[Stored data entries]
--------------------

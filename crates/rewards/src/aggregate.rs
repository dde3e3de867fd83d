// Copyright 2025 RISC Zero, Inc.
//
// Licensed under the Apache License, Version 2.0 (the "License");
// you may not use this file except in compliance with the License.
// You may obtain a copy of the License at
//
//     http://www.apache.org/licenses/LICENSE-2.0
//
// Unless required by applicable law or agreed to in writing, software
// distributed under the License is distributed on an "AS IS" BASIS,
// WITHOUT WARRANTIES OR CONDITIONS OF ANY KIND, either express or implied.
// See the License for the specific language governing permissions and
// limitations under the License.

//! Running epoch totals over the active validator set.

use num_bigint::BigInt;
use serde::{Deserialize, Serialize};

use crate::{base_reward::compute_base_reward, RewardError, EFFECTIVE_BALANCE_INCREMENT};

/// Totals accumulated while folding one epoch's validator state snapshot.
///
/// Owned by a single in-flight check and consumed by [EpochAggregate::finalize].
#[derive(Debug, Clone, Default, PartialEq, Eq)]
pub struct EpochAggregate {
    /// Number of validators counted as active
    pub active_validators: u64,
    /// Sum of `effective_balance / EFFECTIVE_BALANCE_INCREMENT` over active validators
    pub total_increments: BigInt,
}

impl EpochAggregate {
    pub fn new() -> Self {
        Self::default()
    }

    /// Count one active validator with the given effective balance (gwei).
    pub fn add_active(&mut self, effective_balance: u64) {
        self.active_validators += 1;
        self.total_increments += effective_balance / EFFECTIVE_BALANCE_INCREMENT;
    }

    /// Compute the base reward and produce the epoch state metadata.
    ///
    /// Fails with [RewardError::ZeroStake] for an epoch with no active stake.
    pub fn finalize(self) -> Result<EpochStateMeta, RewardError> {
        let base_reward = compute_base_reward(&self)?;
        Ok(EpochStateMeta {
            active_validators: self.active_validators,
            active_validators_total_increments: self.total_increments,
            base_reward,
        })
    }
}

/// Finalized per-epoch state metadata.
#[derive(Debug, Clone, PartialEq, Eq, Serialize, Deserialize)]
pub struct EpochStateMeta {
    pub active_validators: u64,
    #[serde(with = "bigint_string")]
    pub active_validators_total_increments: BigInt,
    pub base_reward: u64,
}

mod bigint_string {
    use num_bigint::BigInt;
    use serde::{de::Error, Deserialize, Deserializer, Serializer};

    pub fn serialize<S: Serializer>(value: &BigInt, serializer: S) -> Result<S::Ok, S::Error> {
        serializer.serialize_str(&value.to_string())
    }

    pub fn deserialize<'de, D: Deserializer<'de>>(deserializer: D) -> Result<BigInt, D::Error> {
        let s = String::deserialize(deserializer)?;
        s.parse().map_err(D::Error::custom)
    }
}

--------------------

THE TASK >> Set down nothing but the lines from the one with "let base_reward = compute_base_reward(&self)?;" through the end of the records, keeping each line exactly as written and including both ends.

RESPONSE TO THIS EXERCISE >>
        let base_reward = compute_base_reward(&self)?;
        Ok(EpochStateMeta {
            active_validators: self.active_validators,
            active_validators_total_increments: self.total_increments,
            base_reward,
        })
    }
}

/// Finalized per-epoch state metadata.
#[derive(Debug, Clone, PartialEq, Eq, Serialize, Deserialize)]
pub struct EpochStateMeta {
    pub active_validators: u64,
    #[serde(with = "bigint_string")]
    pub active_validators_total_increments: BigInt,
    pub base_reward: u64,
}

mod bigint_string {
    use num_bigint::BigInt;
    use serde::{de::Error, Deserialize, Deserializer, Serializer};

    pub fn serialize<S: Serializer>(value: &BigInt, serializer: S) -> Result<S::Ok, S::Error> {
        serializer.serialize_str(&value.to_string())
    }

    pub fn deserialize<'de, D: Deserializer<'de>>(deserializer: D) -> Result<BigInt, D::Error> {
        let s = String::deserialize(deserializer)?;
        s.parse().map_err(D::Error::custom)
    }
}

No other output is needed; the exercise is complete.